Moving averages are built by first specifying a `histogram` or `date_histogram` over a field. You can then optionally
add normal metrics, such as a `sum`, inside of that histogram. Finally, the `moving_avg` is embedded inside the histogram.
The `buckets_path` parameter is then used to "point" at one of the sibling metrics inside of the histogram (see
<<bucket-path-syntax>> for a description of the syntax for `buckets_path`.
==== Models
The `moving_avg` aggregation includes four different moving average "models". The main difference is how the values in the
window are weighted. As data-points become "older" in the window, they may be weighted differently. This will
affect the final average for that window.

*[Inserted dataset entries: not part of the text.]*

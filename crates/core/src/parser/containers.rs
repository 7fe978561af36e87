use std::collections::HashSet;

use super::{rules, Parser};
use crate::ast::{Node, NodeKind, Pair};
use crate::error::{Diagnostic, DiagnosticKind, ParseFault};
use crate::token::{Token, TokenKind};

impl<I: Iterator<Item = Token>> Parser<I> {
    // -- Objects ------------------------------------------------

    /// `{ pair (, pair)* }`. A member boundary that is neither `,` nor `}`
    /// abandons the object: no node, and the offending token stays put.
    pub(super) fn object(&mut self) -> Result<Option<Node>, ParseFault> {
        self.eat(TokenKind::LBrace)?;
        let mut keys = HashSet::new();
        let mut members = Vec::new();

        while let Some(kind) = self.peek_kind() {
            if kind == TokenKind::RBrace {
                break;
            }
            members.push(self.pair(&mut keys)?);

            match self.peek_kind() {
                Some(TokenKind::Comma) => {
                    self.advance();
                }
                Some(TokenKind::RBrace) | None => {}
                Some(other) => {
                    self.push(Diagnostic::new(
                        DiagnosticKind::MissingSeparator,
                        other.name(),
                        format!("Expected 'COMMA' or 'RBRACE' but found {}", other),
                    ));
                    return Ok(None);
                }
            }
        }

        self.eat(TokenKind::RBrace)?;
        Ok(Some(Node::Object(members)))
    }

    /// `STRING : value`, with the key rules applied. A rejected key skips
    /// the rest of the member and yields no pair.
    fn pair(&mut self, keys: &mut HashSet<String>) -> Result<Option<Pair>, ParseFault> {
        if self.expect_current("an object key")? != TokenKind::String {
            let text = self.take_text();
            self.push(Diagnostic::rule(DiagnosticKind::EmptyKey, text));
            self.skip_member_rest();
            return Ok(None);
        }

        let raw = self.take_text();
        let key = raw.trim();
        if let Some(finding) = rules::key_finding(&raw, key, keys) {
            self.push(finding);
            self.skip_member_rest();
            return Ok(None);
        }
        let key = key.to_owned();
        keys.insert(key.clone());

        self.eat(TokenKind::Colon)?;
        let value = self.value()?;
        Ok(Some(Pair::new(key, value)))
    }

    /// Best-effort resync after a rejected key: drop a following `:` and
    /// then one more token unless it already ends the member.
    fn skip_member_rest(&mut self) {
        if self.at(TokenKind::Colon) {
            self.advance();
        }
        if matches!(
            self.peek_kind(),
            Some(kind) if kind != TokenKind::Comma && kind != TokenKind::RBrace
        ) {
            self.advance();
        }
    }

    // -- Arrays -------------------------------------------------

    /// `[ value (, value)* ]`. All elements share the first element's kind;
    /// the first one that does not is reported and everything after it, up
    /// to the array's own `]`, is dropped. An array cut off by end of input
    /// is still returned, with an `UnclosedArray` diagnostic.
    pub(super) fn array(&mut self) -> Result<Node, ParseFault> {
        self.eat(TokenKind::LBracket)?;
        let mut items = Vec::new();
        let mut element_kind: Option<NodeKind> = None;

        while let Some(kind) = self.peek_kind() {
            if kind == TokenKind::RBracket {
                break;
            }

            if let Some(node) = self.value()? {
                let expected = *element_kind.get_or_insert(node.kind());
                if node.kind() != expected {
                    let text = node
                        .leaf_text()
                        .unwrap_or_else(|| node.kind().label().to_owned());
                    self.push(Diagnostic::rule(DiagnosticKind::MixedArray, text));
                    self.discard_to_array_end();
                    break;
                }
                items.push(node);
            }

            match self.peek_kind() {
                Some(TokenKind::Comma) => {
                    self.advance();
                }
                Some(TokenKind::RBracket) | None => {}
                Some(_) => {
                    let text = self
                        .current
                        .as_ref()
                        .map(|t| t.text.clone())
                        .unwrap_or_default();
                    self.push(Diagnostic::rule(DiagnosticKind::MixedArray, text));
                    self.discard_to_array_end();
                    break;
                }
            }
        }

        if self.at(TokenKind::RBracket) {
            self.advance();
        } else {
            self.push(Diagnostic::rule(DiagnosticKind::UnclosedArray, "end of input"));
        }
        Ok(Node::Array(items))
    }

    /// Drop tokens up to, not including, the `]` that closes the current
    /// array. Nested brackets are skipped whole.
    fn discard_to_array_end(&mut self) {
        let mut depth = 0usize;
        while let Some(kind) = self.peek_kind() {
            match kind {
                TokenKind::LBracket => depth += 1,
                TokenKind::RBracket if depth == 0 => break,
                TokenKind::RBracket => depth -= 1,
                _ => {}
            }
            self.advance();
        }
    }
}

Models are specified using the `model` parameter. Some models may have optional configurations which are specified inside
the `settings` parameter.
===== Simple
The `simple` model calculates the sum of all values in the window, then divides by the size of the window. It is effectively
a simple arithmetic mean of the window. The simple model does not perform any time-dependent weighting, which means
the values from a `simple` moving average tend to "lag" behind the real data.
[source,js]
--------------------------------------------------
{
"the_movavg":{
"moving_avg":{
"buckets_path": "the_sum",
"model" : "simple"
}
}
}
--------------------------------------------------
A `simple` model has no special settings to configure
The window size can change the behavior of the moving average. For example, a small window (`"window": 10`) will closely
track the data and only smooth out small scale fluctuations:
[[movavg_10window]]
.Moving average with window of size 10
image::images/reducers_movavg/movavg_10window.png[]
In contrast, a `simple` moving average with larger window (`"window": 100`) will smooth out all higher-frequency fluctuations,
leaving only low-frequency, long term trends. It also tends to "lag" behind the actual data by a substantial amount:
[[movavg_100window]]
.Moving average with window of size 100
image::images/reducers_movavg/movavg_100window.png[]
==== Linear
The `linear` model assigns a linear weighting to points in the series, such that "older" datapoints (e.g. those at
the beginning of the window) contribute a linearly less amount to the total average. The linear weighting helps reduce
the "lag" behind the data's mean, since older points have less influence.
[source,js]
--------------------------------------------------
{
"the_movavg":{
"moving_avg":{
"buckets_path": "the_sum",
"model" : "linear"
}
}
--------------------------------------------------
A `linear` model has no special settings to configure
Like the `simple` model, window size can change the behavior of the moving average. For example, a small window (`"window": 10`)
will closely track the data and only smooth out small scale fluctuations:
[[linear_10window]]
.Linear moving average with window of size 10
image::images/reducers_movavg/linear_10window.png[]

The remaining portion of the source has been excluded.